▶ [WHAT TO DO]:
Transcribe, without any alteration, only the lines that begin at the line containing "pub fn recommended_order(&self)" and run to the last line below.

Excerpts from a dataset
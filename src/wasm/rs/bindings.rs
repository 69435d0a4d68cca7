//! WASM bindings exported to JavaScript/TypeScript
//!
//! Structured values cross the boundary as JSON strings.

use crate::core::analytics::LogSink;
use crate::core::calculator::sanitize_reimbursement;
use crate::core::catalog::{CourseCatalog, PricingTable};
use crate::core::models::{CertificateStage, DiscountOptions};
use crate::core::pathway::{PathRecorder, PathwayBuilder, ToggleOutcome};
use crate::core::{analytics, pricing};
use crate::get_version;
use serde::Serialize;
use wasm_bindgen::prelude::*;

fn to_json(value: &impl Serialize) -> Result<String, JsValue> {
    serde_json::to_string(value).map_err(|e| JsValue::from_str(&e.to_string()))
}

/// Returns the current Pathways version for the WASM build.
#[wasm_bindgen]
pub fn get_wasm_version() -> String {
    format!("Pathways WASM v{}", get_version())
}

/// Cost breakdown for a program as JSON, or `null` for an unknown program.
///
/// `options_json` uses the camelCase option names, e.g.
/// `{"isWorkforcePartner": true, "annualReimbursement": 5000}`.
///
/// # Errors
/// Fails if `options_json` is not a valid options object.
#[wasm_bindgen]
pub fn calculate_program_cost(program_code: &str, options_json: &str) -> Result<String, JsValue> {
    let options: DiscountOptions = if options_json.trim().is_empty() {
        DiscountOptions::default()
    } else {
        serde_json::from_str(options_json).map_err(|e| JsValue::from_str(&e.to_string()))?
    };
    to_json(&pricing::calculate_program_cost(program_code, &options))
}

/// Discount rules as JSON
///
/// # Errors
/// Fails only if serialization fails.
#[wasm_bindgen]
pub fn discount_info() -> Result<String, JsValue> {
    to_json(pricing::get_discount_info())
}

/// Pricing record for a program as JSON, or `null`
///
/// # Errors
/// Fails only if serialization fails.
#[wasm_bindgen]
pub fn program_pricing(program_code: &str) -> Result<String, JsValue> {
    to_json(&pricing::get_program_pricing(program_code))
}

/// Normalize raw reimbursement field input (clamped to the annual cap)
#[wasm_bindgen]
pub fn normalize_reimbursement(raw: &str) -> String {
    sanitize_reimbursement(
        raw,
        PricingTable::builtin()
            .discounts
            .employer_reimbursement
            .max_annual,
    )
}

/// Record a call-to-action click through the console logger
#[wasm_bindgen]
pub fn track_cta(cta: &str, location: &str) {
    analytics::track_cta(&LogSink, cta, location);
}

/// The pathway wizard over the built-in catalog
#[wasm_bindgen]
pub struct PathwayBuilderHandle {
    builder: PathwayBuilder<'static>,
    recorder: PathRecorder,
}

#[wasm_bindgen]
impl PathwayBuilderHandle {
    /// Start at track selection
    #[wasm_bindgen(constructor)]
    #[must_use]
    pub fn new() -> Self {
        let recorder = PathRecorder::new();
        Self {
            builder: PathwayBuilder::new(CourseCatalog::builtin(), recorder.clone()),
            recorder,
        }
    }

    /// Current step number (1-5)
    #[must_use]
    pub fn step(&self) -> u8 {
        self.builder.step().number()
    }

    /// Pick a track
    pub fn select_track(&mut self, track_id: &str) -> bool {
        self.builder.select_track(track_id)
    }

    /// Whether the current step allows moving forward
    #[must_use]
    pub fn can_proceed(&self) -> bool {
        self.builder.can_proceed_to_next_step()
    }

    /// Advance one step if allowed
    pub fn continue_to_next_step(&mut self) -> bool {
        self.builder.continue_to_next_step()
    }

    /// Jump to the preview from a stage step
    pub fn view_learning_path(&mut self) -> bool {
        self.builder.view_learning_path()
    }

    /// Step back one
    pub fn go_back(&mut self) -> bool {
        self.builder.go_back()
    }

    /// Return from the preview to Stage 1
    pub fn edit_selection(&mut self) -> bool {
        self.builder.edit_selection()
    }

    /// Clear everything
    pub fn reset(&mut self) {
        self.builder.reset();
    }

    /// Toggle a course in stage 1, 2 or 3: `added`, `removed` or `rejected`
    pub fn toggle_course(&mut self, stage: u8, course_id: &str) -> String {
        let outcome = CertificateStage::from_number(stage).map_or(ToggleOutcome::Rejected, |stage| {
            self.builder.toggle_course_for_stage(stage, course_id)
        });
        match outcome {
            ToggleOutcome::Added => "added",
            ToggleOutcome::Removed => "removed",
            ToggleOutcome::Rejected => "rejected",
        }
        .to_string()
    }

    /// Courses offered for a stage as JSON
    ///
    /// # Errors
    /// Fails for a stage number outside 1-3.
    pub fn available_courses(&self, stage: u8) -> Result<String, JsValue> {
        let stage = CertificateStage::from_number(stage)
            .ok_or_else(|| JsValue::from_str("stage must be 1, 2 or 3"))?;
        to_json(&self.builder.available_courses(stage))
    }

    /// Progress of all three stages as JSON
    ///
    /// # Errors
    /// Fails only if serialization fails.
    pub fn stage_progress(&self) -> Result<String, JsValue> {
        to_json(&self.builder.stage_progress())
    }

    /// Suggested course order as JSON
    ///
    /// # Errors
    /// Fails only if serialization fails.
    pub fn recommended_order(&self) -> Result<String, JsValue> {
        to_json(&self.builder.recommended_order())
    }

    /// Course ids currently on the mirrored path as JSON
    ///
    /// # Errors
    /// Fails only if serialization fails.
    pub fn path(&self) -> Result<String, JsValue> {
        to_json(&self.recorder.current_path())
    }

    /// Replace the owning page's path snapshot (JSON array of ids)
    ///
    /// # Errors
    /// Fails if `items_json` is not an array of strings.
    pub fn set_path_items(&mut self, items_json: &str) -> Result<(), JsValue> {
        let items: Vec<String> =
            serde_json::from_str(items_json).map_err(|e| JsValue::from_str(&e.to_string()))?;
        self.builder.set_path_items(items);
        Ok(())
    }

    /// Whether the owning page already has a course on its path
    #[must_use]
    pub fn is_in_path(&self, course_id: &str) -> bool {
        self.builder.is_in_path(course_id)
    }
}

impl Default for PathwayBuilderHandle {
    fn default() -> Self {
        Self::new()
    }
}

▶ [RESULT FOR THIS EXERCISE]:
    pub fn recommended_order(&self) -> Result<String, JsValue> {
        to_json(&self.builder.recommended_order())
    }

    /// Course ids currently on the mirrored path as JSON
    ///
    /// # Errors
    /// Fails only if serialization fails.
    pub fn path(&self) -> Result<String, JsValue> {
        to_json(&self.recorder.current_path())
    }

    /// Replace the owning page's path snapshot (JSON array of ids)
    ///
    /// # Errors
    /// Fails if `items_json` is not an array of strings.
    pub fn set_path_items(&mut self, items_json: &str) -> Result<(), JsValue> {
        let items: Vec<String> =
            serde_json::from_str(items_json).map_err(|e| JsValue::from_str(&e.to_string()))?;
        self.builder.set_path_items(items);
        Ok(())
    }

    /// Whether the owning page already has a course on its path
    #[must_use]
    pub fn is_in_path(&self, course_id: &str) -> bool {
        self.builder.is_in_path(course_id)
    }
}

impl Default for PathwayBuilderHandle {
    fn default() -> Self {
        Self::new()
    }
}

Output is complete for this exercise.